Entries taken from a collection:
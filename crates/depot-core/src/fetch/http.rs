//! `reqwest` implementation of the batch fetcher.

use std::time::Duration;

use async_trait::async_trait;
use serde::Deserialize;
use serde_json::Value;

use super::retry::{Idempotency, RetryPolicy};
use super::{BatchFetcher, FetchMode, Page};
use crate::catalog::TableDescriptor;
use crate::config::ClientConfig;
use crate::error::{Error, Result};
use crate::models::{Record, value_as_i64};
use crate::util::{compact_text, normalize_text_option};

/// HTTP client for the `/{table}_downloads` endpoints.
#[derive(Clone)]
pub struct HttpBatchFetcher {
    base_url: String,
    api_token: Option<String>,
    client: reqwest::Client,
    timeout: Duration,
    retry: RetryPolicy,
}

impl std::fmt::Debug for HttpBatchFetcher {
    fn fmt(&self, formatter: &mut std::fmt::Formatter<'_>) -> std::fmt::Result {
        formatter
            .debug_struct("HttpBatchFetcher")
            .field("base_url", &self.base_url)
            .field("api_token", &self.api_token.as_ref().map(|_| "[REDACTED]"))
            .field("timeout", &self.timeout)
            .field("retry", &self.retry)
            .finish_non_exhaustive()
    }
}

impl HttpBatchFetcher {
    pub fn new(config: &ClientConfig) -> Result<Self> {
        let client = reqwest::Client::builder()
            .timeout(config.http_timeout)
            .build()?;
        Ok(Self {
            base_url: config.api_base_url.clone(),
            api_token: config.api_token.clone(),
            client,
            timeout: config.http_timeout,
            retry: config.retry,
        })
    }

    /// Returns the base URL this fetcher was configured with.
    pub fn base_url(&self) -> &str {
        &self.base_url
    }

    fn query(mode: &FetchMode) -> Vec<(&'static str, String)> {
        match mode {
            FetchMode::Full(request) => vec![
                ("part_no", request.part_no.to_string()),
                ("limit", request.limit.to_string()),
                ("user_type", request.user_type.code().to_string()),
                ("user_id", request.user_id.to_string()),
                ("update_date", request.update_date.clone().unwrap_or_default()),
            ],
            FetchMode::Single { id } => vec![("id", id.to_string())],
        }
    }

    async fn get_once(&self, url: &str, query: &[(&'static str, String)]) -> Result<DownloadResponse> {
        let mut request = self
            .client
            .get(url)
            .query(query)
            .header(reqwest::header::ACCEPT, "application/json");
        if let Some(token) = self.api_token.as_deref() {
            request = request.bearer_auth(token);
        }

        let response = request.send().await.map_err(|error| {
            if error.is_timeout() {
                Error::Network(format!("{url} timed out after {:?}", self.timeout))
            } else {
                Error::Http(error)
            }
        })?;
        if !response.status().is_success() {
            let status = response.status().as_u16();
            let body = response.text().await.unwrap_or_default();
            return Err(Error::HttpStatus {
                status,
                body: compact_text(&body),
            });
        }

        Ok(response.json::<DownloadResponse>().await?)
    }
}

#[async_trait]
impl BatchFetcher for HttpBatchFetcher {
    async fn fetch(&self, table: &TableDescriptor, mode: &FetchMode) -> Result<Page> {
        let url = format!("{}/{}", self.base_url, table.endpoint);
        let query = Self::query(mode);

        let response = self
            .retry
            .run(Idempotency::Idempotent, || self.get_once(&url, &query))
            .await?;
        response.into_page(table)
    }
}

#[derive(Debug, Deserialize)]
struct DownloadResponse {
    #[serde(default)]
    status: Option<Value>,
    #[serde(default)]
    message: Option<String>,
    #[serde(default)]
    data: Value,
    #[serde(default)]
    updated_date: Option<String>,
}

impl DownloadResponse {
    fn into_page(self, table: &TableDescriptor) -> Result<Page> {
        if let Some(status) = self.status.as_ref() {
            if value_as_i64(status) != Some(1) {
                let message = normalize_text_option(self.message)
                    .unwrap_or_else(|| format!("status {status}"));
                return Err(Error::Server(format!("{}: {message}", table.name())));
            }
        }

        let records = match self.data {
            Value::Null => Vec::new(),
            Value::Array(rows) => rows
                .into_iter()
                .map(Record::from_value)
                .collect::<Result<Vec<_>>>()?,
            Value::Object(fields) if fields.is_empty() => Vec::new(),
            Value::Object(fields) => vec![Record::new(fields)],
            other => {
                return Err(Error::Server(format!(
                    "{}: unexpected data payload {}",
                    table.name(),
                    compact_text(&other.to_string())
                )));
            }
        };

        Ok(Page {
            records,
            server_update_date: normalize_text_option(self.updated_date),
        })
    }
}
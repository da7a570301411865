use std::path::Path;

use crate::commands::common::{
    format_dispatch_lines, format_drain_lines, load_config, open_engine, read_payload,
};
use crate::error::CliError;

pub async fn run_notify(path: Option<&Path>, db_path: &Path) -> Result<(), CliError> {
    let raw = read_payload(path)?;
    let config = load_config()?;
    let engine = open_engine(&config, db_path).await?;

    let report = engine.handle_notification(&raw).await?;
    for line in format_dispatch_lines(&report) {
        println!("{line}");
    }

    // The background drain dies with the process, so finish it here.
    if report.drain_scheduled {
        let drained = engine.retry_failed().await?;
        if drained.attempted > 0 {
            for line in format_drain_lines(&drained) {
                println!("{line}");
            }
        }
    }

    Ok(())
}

▶ **WHAT YOU ARE ASKED TO DO**:
Retype the records above, but only those lines that fall between the line containing "#[derive(Debug, Deserialize)]" and the line containing "if value_as_i64(status) != Some(1)", with both of those lines included, exactly as written.

▶ **REPLY TO THE TASK**:
#[derive(Debug, Deserialize)]
struct DownloadResponse {
    #[serde(default)]
    status: Option<Value>,
    #[serde(default)]
    message: Option<String>,
    #[serde(default)]
    data: Value,
    #[serde(default)]
    updated_date: Option<String>,
}

impl DownloadResponse {
    fn into_page(self, table: &TableDescriptor) -> Result<Page> {
        if let Some(status) = self.status.as_ref() {
            if value_as_i64(status) != Some(1) {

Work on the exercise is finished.